Even though there is a good chance that you will experience some bloating no matter what you do during your pregnancy, controlling your constipation can help prevent the buildup of unpleasant gas. Some helpful hints are as follows:

Massage your Abdomen

Before your baby bump takes over your intestines, this advice may only be effective early in pregnancy. However, constipation can be relieved with abdominal massage:

  • Start by gently rubbing your right hip bone in a circular motion.
  • Move from your right rib across your ribcage to your left hip and belly button.
  • Repeat the circuit for about ten minutes, taking two to three minutes to complete it each time.

Try to relax

During pregnancy, eating while anxious can also cause bloating and air swallowing. Try not to eat your sandwich while feeling stressed. Before and during your meal, take a few deep breaths to calm yourself, and remember that “lunch break” means taking a break.

Slow down

If you usually finish your lunch in five minutes, you probably swallow a lot of air as well. In the end, the air will settle into your stomach, causing painful gas bubbles and bloating.

During pregnancy, try your best to eat slowly no matter how busy you are. You will not only alleviate your abdominal discomfort, but you will also give yourself a much-needed break.

Opt for Smaller Meals

Gas production increases in proportion to the amount of food consumed in one sitting.

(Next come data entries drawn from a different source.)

//! Local project list state.
//!
//! The board mirrors what the server last reported. It is replaced
//! wholesale on refresh and patched after each successful add or delete.

use console::Style;

use super::render::Palette;
use crate::core::project::{Project, ProjectId};

/// Client-side list of projects
#[derive(Debug, Clone, Default, PartialEq, Eq)]
pub struct ProjectBoard {
    projects: Vec<Project>,
}

impl ProjectBoard {
    /// Empty board
    pub fn new() -> Self {
        Self::default()
    }

    /// Replace the whole list with a fresh fetch
    pub fn replace(&mut self, projects: Vec<Project>) {
        self.projects = projects;
    }

    /// Append a project returned by the server
    pub fn apply_added(&mut self, project: Project) {
        self.projects.push(project);
    }

    /// Drop a project by id; returns whether anything was removed
    pub fn apply_deleted(&mut self, id: ProjectId) -> bool {
        let before = self.projects.len();
        self.projects.retain(|p| p.id != id);
        self.projects.len() != before
    }

    /// Current projects
    pub fn projects(&self) -> &[Project] {
        &self.projects
    }

    /// Number of projects
    pub fn len(&self) -> usize {
        self.projects.len()
    }

    /// Whether the board is empty
    pub fn is_empty(&self) -> bool {
        self.projects.is_empty()
    }

    /// Render the list for a terminal
    pub fn render(&self, color: bool) -> String {
        let p = Palette::new(color);
        let mut out = format!("{}\n", p.heading("Projects"));

        if self.projects.is_empty() {
            out.push_str(&format!("  {}\n", p.dim("No projects yet")));
            return out;
        }

        for project in &self.projects {
            out.push_str(&format!(
                "\n  {} {}\n",
                p.paint(&project.name, Style::new().bold().yellow()),
                p.dim(&format!("#{}", project.id)),
            ));
            out.push_str(&format!("  Repository: {}\n", project.repository));
            if project.has_description() {
                out.push_str(&format!("  {}\n", project.description));
            }
        }
        out
    }
}

#[cfg(test)]
mod tests {
    use super::*;
    use crate::core::project::NewProject;
    use crate::core::registry::ProjectRegistry;

    fn projects() -> Vec<Project> {
        let mut registry = ProjectRegistry::new();
        registry
            .create(NewProject::new("pos", "https://git/pos").with_description("tills"))
            .unwrap();
        registry.create(NewProject::new("ai", "https://git/ai")).unwrap();
        registry.list()
    }

    #[test]
    fn test_replace_then_patch() {
        let mut board = ProjectBoard::new();
        board.replace(projects());
        assert_eq!(board.len(), 2);

        let extra = Project {
            id: ProjectId::new(9),
            name: "chain".into(),
            repository: "https://git/chain".into(),
            description: String::new(),
        };
        board.apply_added(extra);
        assert_eq!(board.projects().last().unwrap().name, "chain");

        assert!(board.apply_deleted(ProjectId::new(1)));
        assert!(!board.apply_deleted(ProjectId::new(1)));
        let names: Vec<_> = board.projects().iter().map(|p| p.name.as_str()).collect();
        assert_eq!(names, vec!["ai", "chain"]);
    }

    #[test]
    fn test_replace_discards_local_state() {
        let mut board = ProjectBoard::new();
        board.replace(projects());
        board.replace(Vec::new());
        assert!(board.is_empty());
    }

    #[test]
    fn test_render_plain() {
        let mut board = ProjectBoard::new();
        board.replace(projects());
        let out = board.render(false);

        assert!(out.contains("=== Projects ==="));
        assert!(out.contains("pos #1"));
        assert!(out.contains("Repository: https://git/pos"));
        assert!(out.contains("tills"));
        assert!(out.contains("ai #2"));
    }

    #[test]
    fn test_render_empty() {
        assert!(ProjectBoard::new().render(false).contains("No projects yet"));
    }
}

Having six small meals throughout the day or three moderate meals with a few snacks in between will not only keep your energy levels stable to better nourish your baby but also prevent your digestive system from getting overloaded, keeping gas pains and indigestion under control during pregnancy.

Drink Plenty of Water

Constipation, a common cause of gas and bloating, can be prevented by drinking enough water to keep things moving through your digestive system.